INSTRUCTIONS FOR THE TASK | The full set of entries below is to be returned unchanged.
-------- RECORD EXTRACTS --------
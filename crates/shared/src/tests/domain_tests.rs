use super::*;

#[test]
fn parses_whole_and_fractional_amounts() {
    assert_eq!("50".parse::<Money>().expect("whole"), Money::from_units(50));
    assert_eq!("12.5".parse::<Money>().expect("one digit"), Money::from_cents(1250));
    assert_eq!("12.05".parse::<Money>().expect("two digits"), Money::from_cents(1205));
    assert_eq!(" .75 ".parse::<Money>().expect("leading dot"), Money::from_cents(75));
    assert_eq!("-7".parse::<Money>().expect("negative"), Money::from_units(-7));
}

#[test]
fn rejects_malformed_amounts() {
    for raw in ["", ".", "abc", "1.234", "1,5", "--3", "4e2"] {
        assert_eq!(
            raw.parse::<Money>(),
            Err(SplitError::InvalidAmount(raw.trim().to_string())),
            "{raw:?} should not parse"
        );
    }
}

#[test]
fn form_parsing_rejects_negative_amounts() {
    assert_eq!(
        Money::parse_non_negative("-3"),
        Err(SplitError::NegativeAmount("-3".to_string()))
    );
    assert_eq!(Money::parse_non_negative("0"), Ok(Money::ZERO));
}

#[test]
fn formats_whole_amounts_without_cents() {
    assert_eq!(Money::from_units(7).to_string(), "7");
    assert_eq!(Money::from_units(-7).to_string(), "-7");
    assert_eq!(Money::from_cents(750).to_string(), "7.50");
    assert_eq!(Money::from_cents(-5).to_string(), "-0.05");
}

#[test]
fn arithmetic_is_exact() {
    let balance = Money::from_cents(10) + Money::from_cents(20);
    assert_eq!(balance, Money::from_cents(30));
    assert_eq!(-Money::from_units(40), Money::from_units(-40));
    assert_eq!(Money::from_units(100) - Money::from_units(40), Money::from_units(60));
    assert_eq!(Money::from_units(-7).abs(), Money::from_units(7));
}

#[test]
fn money_deserializes_from_units_or_text() {
    #[derive(Debug, Deserialize)]
    struct Row {
        balance: Money,
    }

    let row: Row = toml::from_str("balance = -7").expect("units");
    assert_eq!(row.balance, Money::from_units(-7));

    let row: Row = serde_json::from_str(r#"{"balance":"12.50"}"#).expect("text");
    assert_eq!(row.balance, Money::from_cents(1250));

    assert!(serde_json::from_str::<Row>(r#"{"balance":"twelve"}"#).is_err());
}

#[test]
fn friend_serializes_balance_as_text() {
    let friend = Friend {
        id: FriendId(118836),
        name: "Clark".to_string(),
        image: "https://i.pravatar.cc/48?u=118836".to_string(),
        balance: Money::from_units(-7),
    };

    let json = serde_json::to_value(&friend).expect("serialize");
    assert_eq!(json["id"], 118836);
    assert_eq!(json["balance"], "-7");
}

#[test]
fn payer_defaults_to_user() {
    assert_eq!(Payer::default(), Payer::User);
    assert_eq!(serde_json::to_string(&Payer::Friend).expect("payer"), "\"friend\"");
}

#[test]
fn checked_arithmetic_stops_at_the_range_edges() {
    let max = Money::from_cents(i64::MAX);
    assert_eq!(max.checked_add(Money::from_cents(1)), None);
    assert_eq!(Money::from_cents(-i64::MAX).checked_sub(Money::from_cents(1)), None);
    assert_eq!(
        Money::from_cents(-1).checked_add(Money::from_cents(-i64::MAX)),
        None
    );
    assert_eq!(
        Money::from_units(5).checked_sub(Money::from_units(7)),
        Some(Money::from_units(-2))
    );
    assert_eq!(Money::from_cents(i64::MIN).abs(), max);
}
--------
THE COMPLETED TASK |
filename crates/shared/src/tests/domain_tests.rs
use super::*;

#[test]
fn parses_whole_and_fractional_amounts() {
    assert_eq!("50".parse::<Money>().expect("whole"), Money::from_units(50));
    assert_eq!("12.5".parse::<Money>().expect("one digit"), Money::from_cents(1250));
    assert_eq!("12.05".parse::<Money>().expect("two digits"), Money::from_cents(1205));
    assert_eq!(" .75 ".parse::<Money>().expect("leading dot"), Money::from_cents(75));
    assert_eq!("-7".parse::<Money>().expect("negative"), Money::from_units(-7));
}

#[test]
fn rejects_malformed_amounts() {
    for raw in ["", ".", "abc", "1.234", "1,5", "--3", "4e2"] {
        assert_eq!(
            raw.parse::<Money>(),
            Err(SplitError::InvalidAmount(raw.trim().to_string())),
            "{raw:?} should not parse"
        );
    }
}

#[test]
fn form_parsing_rejects_negative_amounts() {
    assert_eq!(
        Money::parse_non_negative("-3"),
        Err(SplitError::NegativeAmount("-3".to_string()))
    );
    assert_eq!(Money::parse_non_negative("0"), Ok(Money::ZERO));
}

#[test]
fn formats_whole_amounts_without_cents() {
    assert_eq!(Money::from_units(7).to_string(), "7");
    assert_eq!(Money::from_units(-7).to_string(), "-7");
    assert_eq!(Money::from_cents(750).to_string(), "7.50");
    assert_eq!(Money::from_cents(-5).to_string(), "-0.05");
}

#[test]
fn arithmetic_is_exact() {
    let balance = Money::from_cents(10) + Money::from_cents(20);
    assert_eq!(balance, Money::from_cents(30));
    assert_eq!(-Money::from_units(40), Money::from_units(-40));
    assert_eq!(Money::from_units(100) - Money::from_units(40), Money::from_units(60));
    assert_eq!(Money::from_units(-7).abs(), Money::from_units(7));
}

#[test]
fn money_deserializes_from_units_or_text() {
    #[derive(Debug, Deserialize)]
    struct Row {
        balance: Money,
    }

    let row: Row = toml::from_str("balance = -7").expect("units");
    assert_eq!(row.balance, Money::from_units(-7));

    let row: Row = serde_json::from_str(r#"{"balance":"12.50"}"#).expect("text");
    assert_eq!(row.balance, Money::from_cents(1250));

    assert!(serde_json::from_str::<Row>(r#"{"balance":"twelve"}"#).is_err());
}

#[test]
fn friend_serializes_balance_as_text() {
    let friend = Friend {
        id: FriendId(118836),
        name: "Clark".to_string(),
        image: "https://i.pravatar.cc/48?u=118836".to_string(),
        balance: Money::from_units(-7),
    };

    let json = serde_json::to_value(&friend).expect("serialize");
    assert_eq!(json["id"], 118836);
    assert_eq!(json["balance"], "-7");
}

#[test]
fn payer_defaults_to_user() {
    assert_eq!(Payer::default(), Payer::User);
    assert_eq!(serde_json::to_string(&Payer::Friend).expect("payer"), "\"friend\"");
}

#[test]
fn checked_arithmetic_stops_at_the_range_edges() {
    let max = Money::from_cents(i64::MAX);
    assert_eq!(max.checked_add(Money::from_cents(1)), None);
    assert_eq!(Money::from_cents(-i64::MAX).checked_sub(Money::from_cents(1)), None);
    assert_eq!(
        Money::from_cents(-1).checked_add(Money::from_cents(-i64::MAX)),
        None
    );
    assert_eq!(
        Money::from_units(5).checked_sub(Money::from_units(7)),
        Some(Money::from_units(-2))
    );
    assert_eq!(Money::from_cents(i64::MIN).abs(), max);
}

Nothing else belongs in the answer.